Sugar, Sugar: Part 3


In our final installment about your relationship with sugar, we want to examine some choices and options that can affect how you manage your intake.

Sugar and refined carbohydrates (white flour, processed corn, etc.) affect the amount of sugar in your blood stream.  The elevated amount of sugar signals the body to release insulin to process that sugar and the insulin released has to be enough to tackle excessive amounts of sugar.  When the insulin does its job on the flood of sugar it stays in the system looking for more to process which signals to the brain that you need carbohydrates.  This cycle keeps going until we find a way to break it.  Our best bet for leveling out our blood sugar is to notice cravings for sugar and to replace highly process carbohydrates with a balanced snack or meal.  I find that when I am craving sugar, what is better for my system is some protein and a complex carbohydrate.  For example, when I crave sugar or become hungry really quickly, I want to reach for a doughnut, but I know that eating it will place me on the rollercoaster of flooding sugar and craving sugar.  If, instead, I decide to eat a boiled egg and some carrots or some sugar-free peanut butter on celery, I know that my energy will be steadier and my cravings more under control.  That’s the simplified version of this cycle and cravings can become so strong that many  experts believe there is a sugar addiction.

Additionally, sugar is a notorious inflammatory agent.  Too much in your diet can cause joint discomfort and other reactions related to inflammation.  Add to that mood swings, insomnia, headaches and other ailments and sugar becomes an antagonist in our quest for good health, but happily, one that we can recognize and begin to manage.
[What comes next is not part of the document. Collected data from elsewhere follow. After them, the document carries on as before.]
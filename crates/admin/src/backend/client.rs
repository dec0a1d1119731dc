//! Backend API client implementation.

use std::sync::Arc;

use reqwest::{Method, RequestBuilder, Response, StatusCode};
use serde::Deserialize;
use serde::de::DeserializeOwned;
use tilestore_core::{
    Category, CategoryId, Coupon, CouponId, Order, OrderId, OrderStatus, Product, ProductId,
};
use tracing::{debug, instrument};
use url::Url;

use super::BackendError;
use super::types::{CategoryInput, CouponInput, ProductInput, StatusUpdate};
use crate::config::AdminConfig;

const LOG_BODY_LIMIT: usize = 500;

/// Collections arrive either as a bare array or wrapped in an object.
#[derive(Deserialize)]
#[serde(untagged)]
enum ListResponse<T> {
    Bare(Vec<T>),
    Wrapped {
        #[serde(
            alias = "products",
            alias = "categories",
            alias = "orders",
            alias = "coupons",
            alias = "items"
        )]
        data: Vec<T>,
    },
}

impl<T> ListResponse<T> {
    fn into_vec(self) -> Vec<T> {
        match self {
            Self::Bare(items) | Self::Wrapped { data: items } => items,
        }
    }
}

#[derive(Deserialize)]
#[serde(untagged)]
enum ItemResponse<T> {
    Wrapped { data: T },
    Bare(T),
}

impl<T> ItemResponse<T> {
    fn into_inner(self) -> T {
        match self {
            Self::Wrapped { data } | Self::Bare(data) => data,
        }
    }
}

/// Client for the backend REST API, authenticating as the calling admin.
#[derive(Clone)]
pub struct BackendClient {
    inner: Arc<BackendClientInner>,
}

struct BackendClientInner {
    client: reqwest::Client,
    base_url: Url,
}

impl BackendClient {
    /// Create a new backend client.
    ///
    /// # Errors
    ///
    /// Returns an error if the HTTP client cannot be constructed.
    pub fn new(config: &AdminConfig) -> Result<Self, BackendError> {
        let client = reqwest::Client::builder()
            .timeout(config.backend_timeout)
            .build()?;

        Ok(Self {
            inner: Arc::new(BackendClientInner {
                client,
                base_url: config.backend_url.clone(),
            }),
        })
    }

    fn endpoint(&self, segments: &[&str]) -> Result<Url, BackendError> {
        let mut url = self.inner.base_url.clone();
        {
            let mut path = url
                .path_segments_mut()
                .map_err(|()| BackendError::InvalidUrl(self.inner.base_url.to_string()))?;
            path.pop_if_empty().extend(segments);
        }
        Ok(url)
    }

    fn request(&self, method: Method, url: Url, token: &str) -> RequestBuilder {
        self.inner.client.request(method, url).bearer_auth(token)
    }

    async fn execute(&self, request: RequestBuilder) -> Result<String, BackendError> {
        let response = request.send().await?;
        let status = response.status();
        let path = response.url().path().to_string();

        if status == StatusCode::TOO_MANY_REQUESTS {
            return Err(BackendError::RateLimited(retry_after(&response)));
        }

        let body = response.text().await?;

        if status.is_success() {
            return Ok(body);
        }

        match status {
            StatusCode::NOT_FOUND => Err(BackendError::NotFound(path)),
            StatusCode::UNAUTHORIZED => Err(BackendError::Unauthorized),
            StatusCode::FORBIDDEN => Err(BackendError::Forbidden),
            StatusCode::BAD_REQUEST | StatusCode::CONFLICT | StatusCode::UNPROCESSABLE_ENTITY => {
                Err(BackendError::Rejected(rejection_message(&body)))
            }
            _ => {
                tracing::error!(
                    status = %status,
                    path = %path,
                    body = %body.chars().take(LOG_BODY_LIMIT).collect::<String>(),
                    "Backend API returned non-success status"
                );
                Err(BackendError::Status(status.as_u16()))
            }
        }
    }

    async fn send<T: DeserializeOwned>(&self, request: RequestBuilder) -> Result<T, BackendError> {
        let body = self.execute(request).await?;
        serde_json::from_str(&body).map_err(|e| {
            tracing::error!(
                error = %e,
                body = %body.chars().take(LOG_BODY_LIMIT).collect::<String>(),
                "Failed to parse backend API response"
            );
            BackendError::Parse(e)
        })
    }

    async fn list<T: DeserializeOwned>(
        &self,
        token: &str,
        url: Url,
    ) -> Result<Vec<T>, BackendError> {
        let response: ListResponse<T> = self.send(self.request(Method::GET, url, token)).await?;
        Ok(response.into_vec())
    }

    async fn item<T: DeserializeOwned>(&self, request: RequestBuilder) -> Result<T, BackendError> {
        let response: ItemResponse<T> = self.send(request).await?;
        Ok(response.into_inner())
    }

    async fn delete(&self, token: &str, segments: &[&str]) -> Result<(), BackendError> {
        let url = self.endpoint(segments)?;
        self.execute(self.request(Method::DELETE, url, token)).await?;
        Ok(())
    }

    // =========================================================================
    // Products
    // =========================================================================

    /// List every product, uncached.
    ///
    /// # Errors
    ///
    /// Returns an error if the API request fails.
    #[instrument(skip_all)]
    pub async fn list_products(&self, token: &str) -> Result<Vec<Product>, BackendError> {
        let products: Vec<Product> = self.list(token, self.endpoint(&["products"])?).await?;
        debug!(count = products.len(), "Fetched products");
        Ok(products)
    }

    /// Create a product.
    ///
    /// # Errors
    ///
    /// Returns `BackendError::Rejected` if the backend refuses the payload.
    #[instrument(skip_all, fields(slug = ?input.slug))]
    pub async fn create_product(
        &self,
        token: &str,
        input: &ProductInput,
    ) -> Result<Product, BackendError> {
        let url = self.endpoint(&["products"])?;
        self.item(self.request(Method::POST, url, token).json(input))
            .await
    }

    /// Replace a product.
    ///
    /// # Errors
    ///
    /// Returns `BackendError::NotFound` if the product does not exist.
    #[instrument(skip_all, fields(product_id = %id))]
    pub async fn update_product(
        &self,
        token: &str,
        id: &ProductId,
        input: &ProductInput,
    ) -> Result<Product, BackendError> {
        let url = self.endpoint(&["products", id.as_str()])?;
        self.item(self.request(Method::PUT, url, token).json(input))
            .await
    }

    /// Delete a product.
    ///
    /// # Errors
    ///
    /// Returns `BackendError::NotFound` if the product does not exist.
    #[instrument(skip_all, fields(product_id = %id))]
    pub async fn delete_product(&self, token: &str, id: &ProductId) -> Result<(), BackendError> {
        self.delete(token, &["products", id.as_str()]).await
    }

    // =========================================================================
    // Orders
    // =========================================================================

    /// List orders, optionally restricted to one status.
    ///
    /// The filter is passed to the backend as `?status=`.
    ///
    /// # Errors
    ///
    /// Returns an error if the API request fails.
    #[instrument(skip_all, fields(status = ?status))]
    pub async fn list_orders(
        &self,
        token: &str,
        status: Option<OrderStatus>,
    ) -> Result<Vec<Order>, BackendError> {
        let mut url = self.endpoint(&["orders"])?;
        if let Some(status) = status {
            url.query_pairs_mut()
                .append_pair("status", &status.to_string());
        }
        self.list(token, url).await
    }

    /// Get a single order.
    ///
    /// # Errors
    ///
    /// Returns `BackendError::NotFound` if the order does not exist.
    #[instrument(skip_all, fields(order_id = %id))]
    pub async fn get_order(&self, token: &str, id: &OrderId) -> Result<Order, BackendError> {
        let url = self.endpoint(&["orders", id.as_str()])?;
        self.item(self.request(Method::GET, url, token)).await
    }

    /// Set an order's status. Callers validate the transition first.
    ///
    /// # Errors
    ///
    /// Returns `BackendError::Rejected` if the backend refuses the change.
    #[instrument(skip_all, fields(order_id = %id, status = %status))]
    pub async fn update_order_status(
        &self,
        token: &str,
        id: &OrderId,
        status: OrderStatus,
    ) -> Result<Order, BackendError> {
        let url = self.endpoint(&["orders", id.as_str(), "status"])?;
        self.item(
            self.request(Method::PUT, url, token)
                .json(&StatusUpdate { status }),
        )
        .await
    }

    // =========================================================================
    // Categories
    // =========================================================================

    /// List every category, inactive ones included.
    ///
    /// # Errors
    ///
    /// Returns an error if the API request fails.
    #[instrument(skip_all)]
    pub async fn list_categories(&self, token: &str) -> Result<Vec<Category>, BackendError> {
        self.list(token, self.endpoint(&["categories"])?).await
    }

    /// Create a category.
    ///
    /// # Errors
    ///
    /// Returns `BackendError::Rejected` for a duplicate `(slug, parent)` pair.
    #[instrument(skip_all, fields(slug = ?input.slug))]
    pub async fn create_category(
        &self,
        token: &str,
        input: &CategoryInput,
    ) -> Result<Category, BackendError> {
        let url = self.endpoint(&["categories"])?;
        self.item(self.request(Method::POST, url, token).json(input))
            .await
    }

    /// Replace a category.
    ///
    /// # Errors
    ///
    /// Returns `BackendError::NotFound` if the category does not exist.
    #[instrument(skip_all, fields(category_id = %id))]
    pub async fn update_category(
        &self,
        token: &str,
        id: &CategoryId,
        input: &CategoryInput,
    ) -> Result<Category, BackendError> {
        let url = self.endpoint(&["categories", id.as_str()])?;
        self.item(self.request(Method::PUT, url, token).json(input))
            .await
    }

    /// Delete a category.
    ///
    /// # Errors
    ///
    /// Returns `BackendError::NotFound` if the category does not exist.
    #[instrument(skip_all, fields(category_id = %id))]
    pub async fn delete_category(&self, token: &str, id: &CategoryId) -> Result<(), BackendError> {
        self.delete(token, &["categories", id.as_str()]).await
    }

    // =========================================================================
    // Coupons
    // =========================================================================

    /// List every coupon.
    ///
    /// # Errors
    ///
    /// Returns an error if the API request fails.
    #[instrument(skip_all)]
    pub async fn list_coupons(&self, token: &str) -> Result<Vec<Coupon>, BackendError> {
        self.list(token, self.endpoint(&["coupons"])?).await
    }

    /// Create a coupon.
    ///
    /// # Errors
    ///
    /// Returns `BackendError::Rejected` for a duplicate code.
    #[instrument(skip_all, fields(code = %input.code))]
    pub async fn create_coupon(
        &self,
        token: &str,
        input: &CouponInput,
    ) -> Result<Coupon, BackendError> {
        let url = self.endpoint(&["coupons"])?;
        self.item(self.request(Method::POST, url, token).json(input))
            .await
    }

    /// Delete a coupon.
    ///
    /// # Errors
    ///
    /// Returns `BackendError::NotFound` if the coupon does not exist.
    #[instrument(skip_all, fields(coupon_id = %id))]
    pub async fn delete_coupon(&self, token: &str, id: &CouponId) -> Result<(), BackendError> {
        self.delete(token, &["coupons", id.as_str()]).await
    }

    /// Check that the backend answers at all. Any non-5xx response counts.
    ///
    /// # Errors
    ///
    /// Returns an error if the backend is unreachable or failing.
    pub async fn ping(&self) -> Result<(), BackendError> {
        let response = self
            .inner
            .client
            .get(self.inner.base_url.clone())
            .send()
            .await?;
        if response.status().is_server_error() {
            return Err(BackendError::Status(response.status().as_u16()));
        }
        Ok(())
    }
}

fn retry_after(response: &Response) -> u64 {
    response
        .headers()
        .get(reqwest::header::RETRY_AFTER)
        .and_then(|v| v.to_str().ok())
        .and_then(|s| s.parse::<u64>().ok())
        .unwrap_or(1)
}

fn rejection_message(body: &str) -> String {
    serde_json::from_str::<serde_json::Value>(body)
        .ok()
        .and_then(|value| {
            value
                .get("message")
                .or_else(|| value.get("error"))
                .and_then(serde_json::Value::as_str)
                .map(String::from)
        })
        .unwrap_or_else(|| "request rejected by backend".to_string())
}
If you read parts 1 and 2 of this series, you have a few tools already at your disposal for gaining some degree of control over your sugar consumption.  (see parts 1 and 2 of this series)  Finding a few more helpful ideas can make the difference in your efforts.  For the fully committed, clean out your kitchen fridge and pantry emptying anything that violates your sugar rules.  Look for hidden sugar in sauces, ketchup and salad dressings as well as any granola-type bars, salsa, nut milks, chips and prepackaged anything.  This step requires a bold commitment to quitting sugar, but it is effective, especially if you find yourself leaning towards having an addiction to sugar.  Keeping it out of your kitchen helps keep it out of your body.

So, you’ll also need to commit to shopping sugar free.  It is helpful to make a list for the grocery store and stick to it.  Don’t shop when you are hungry and take a minute to plan your meals and snacks for the week. Remember that if it goes in the basket, it goes home and it goes inside your body.  Stop before it gets into the basket!

You know about an accountability buddy or any type of social support, but if you are struggling with food addictive behavior in general, you may benefit for Overeaters Anonymous 12-step program.  The program deals with very real addictive issues in an environment of peer support and guided introspection to help manage the behaviors.

The saying that you can’t outrun a bad diet holds true.  The nourishing, radical, self-love act of feeding yourself a diet of healthy food can be a struggle as you navigate so much processed and heavily advertised foods, but you are worth the extra effort in every way.  Bon Appetit and Adios, Sugar!